Value for Money4 out of 5.
This is the range topping Stonic, priced from $30,490. This is quite a step up from the base price of $23,490.
For those lucky ones that are grabbing the GT Line, you’ll find plenty of features for the price. These features include keyless entry/exit, partial leather seats, a sunroof, upgraded wheels, more power and a dual clutch automatic transmission.
If you’re a parent looking to buy a new car for your child or don’t like spending all that cash for those upgrades, the base Stonic’s space and styling will be plenty for a first car. As a Gen Z baby, all I’d really care about is if my phone can connect to Apple CarPlay for maps and music, which the base car already offers.
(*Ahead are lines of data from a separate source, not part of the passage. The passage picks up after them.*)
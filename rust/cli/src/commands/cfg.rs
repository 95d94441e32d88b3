//! Configuration command handler.
//!
//! Prints the resolved configuration as pretty JSON, each value paired with
//! where it came from (`default`, `file` or `env`).
//!
//! # Example Output
//!
//! ```json
//! {
//!   "starting_money": {
//!     "value": 500,
//!     "source": "default"
//!   },
//!   ...
//! }
//! ```

use crate::config;
use crate::error::CliError;
use std::io::Write;

/// Handle the cfg command.
///
/// # Errors
///
/// Returns `CliError::Config` if the config file or an environment variable
/// cannot be parsed or fails validation.
pub fn handle_cfg_command(out: &mut dyn Write) -> Result<(), CliError> {
    let resolved =
        config::load_with_sources().map_err(|e| CliError::Config(e.to_string()))?;

    let config::ConfigResolved { config, sources } = resolved;
    let display = serde_json::json!({
        "starting_money": {
            "value": config.starting_money,
            "source": sources.starting_money,
        },
        "seed": {
            "value": config.seed,
            "source": sources.seed,
        },
        "rounds": {
            "value": config.rounds,
            "source": sources.rounds,
        }
    });
    let json_str = serde_json::to_string_pretty(&display).map_err(std::io::Error::other)?;
    writeln!(out, "{}", json_str)?;
    Ok(())
}
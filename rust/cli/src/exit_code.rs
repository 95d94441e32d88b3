//! Exit code constants for the CLI application.
//!
//! Every command maps its `Result` onto one of these values.

/// Success exit code (standard Unix convention).
pub const SUCCESS: i32 = 0;

/// General error exit code.
pub const ERROR: i32 = 2;
use thiserror::Error;

use crate::round::{Phase, RoundAction};

#[derive(Debug, Error, Clone, PartialEq, Eq)]
pub enum GameError {
    #[error("Insufficient cards: requested {requested}, remaining {remaining}")]
    InsufficientCards { requested: usize, remaining: usize },
    #[error("Hand evaluation needs 5 to 7 cards, got {0}")]
    InvalidInputSize(usize),
    #[error("Illegal action {action} during {phase:?}")]
    IllegalAction { action: RoundAction, phase: Phase },
    #[error("No round in progress")]
    NoRoundInProgress,
    #[error("Money out of range: {money} {change:+} does not fit in i64")]
    MoneyOutOfRange { money: i64, change: i64 },
    #[error("Invalid card code: {0:?}")]
    InvalidCard(String),
}
//! Error types for the CLI application.
//!
//! Every command handler returns `Result<(), CliError>`; [`crate::run`] turns
//! an error into an `Error: ...` line on stderr and exit code 2.

use showdown_engine::errors::GameError;
use std::fmt;

/// Custom error type for CLI operations.
#[derive(Debug)]
pub enum CliError {
    /// I/O error (stdout/stderr writes, reading the config file)
    Io(std::io::Error),

    /// Invalid user input or command-line arguments
    InvalidInput(String),

    /// Configuration error
    Config(String),

    /// A rule the round engine refused to break
    Engine(GameError),
}

impl fmt::Display for CliError {
    fn fmt(&self, f: &mut fmt::Formatter<'_>) -> fmt::Result {
        match self {
            CliError::Io(e) => write!(f, "I/O error: {}", e),
            CliError::InvalidInput(msg) => write!(f, "Invalid input: {}", msg),
            CliError::Config(msg) => write!(f, "Configuration error: {}", msg),
            CliError::Engine(e) => write!(f, "Engine error: {}", e),
        }
    }
}

impl std::error::Error for CliError {
    fn source(&self) -> Option<&(dyn std::error::Error + 'static)> {
        match self {
            CliError::Io(e) => Some(e),
            CliError::Engine(e) => Some(e),
            _ => None,
        }
    }
}

impl From<std::io::Error> for CliError {
    fn from(error: std::io::Error) -> Self {
        CliError::Io(error)
    }
}

impl From<GameError> for CliError {
    fn from(error: GameError) -> Self {
        CliError::Engine(error)
    }
}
If you’re looking for a larger hatch and this isn’t your first car, the GT Line will make life a lot easier with all the creature comforts found here.This Stonic feels more premium, with a more up-market cabin than its base model counterparts.
As a small SUV, the Stonic is right in the affordable bracket for a new car, as the top-of-the-range model barely tops out above $30,000. It represents value in the form of an easy-to-drive and more spacious alternative to a lower-to-the-ground hatch.
Maintenance4.5 out of 5.
The Stonic comes with a 7 year/unlimited kilometre warranty, which is very impressive.
And to fill the Stonic up with a full tank of fuel? That’ll set you back around $65 on average. It’s not exactly cheap, but you shouldn’t see the Stonic chew through that fuel unlike some heavier SUV’s.
You also get capped price servicing, with the total cost of these services over 7 years or 70,000km of driving coming to $3,299.
Here’s a year-by-year and kilometre break-down of the total servicing costs for the Stonic:
|1 Year or 10,000 km||$283|
|2 Years or 20,000 km||$484|
|3 Years or 30,000 km||$338|
|4 Years or 40,000 km||$704|
|5 Years or 50,000 km||$319|
|6 Years or 60,000 km||$602|
|7 Years or 70,000 km||$569|
Noise Level3 out of 5.
For daily driving, and for a road trip, you’re going to be happy with the sound system on the Stonic.
It’s clear, with an acceptable amount of depth and volume to the sound played out of these speakers - this is a far better alternative to a car’s stereo from 5-10 years ago.
Connecting to these speakers via Apple CarPlay is a safe and legal way to interact with your podcasts or music while on the move. Again, this is an improvement from having to pull-over or queue your music on your phone to just interacting with the screen.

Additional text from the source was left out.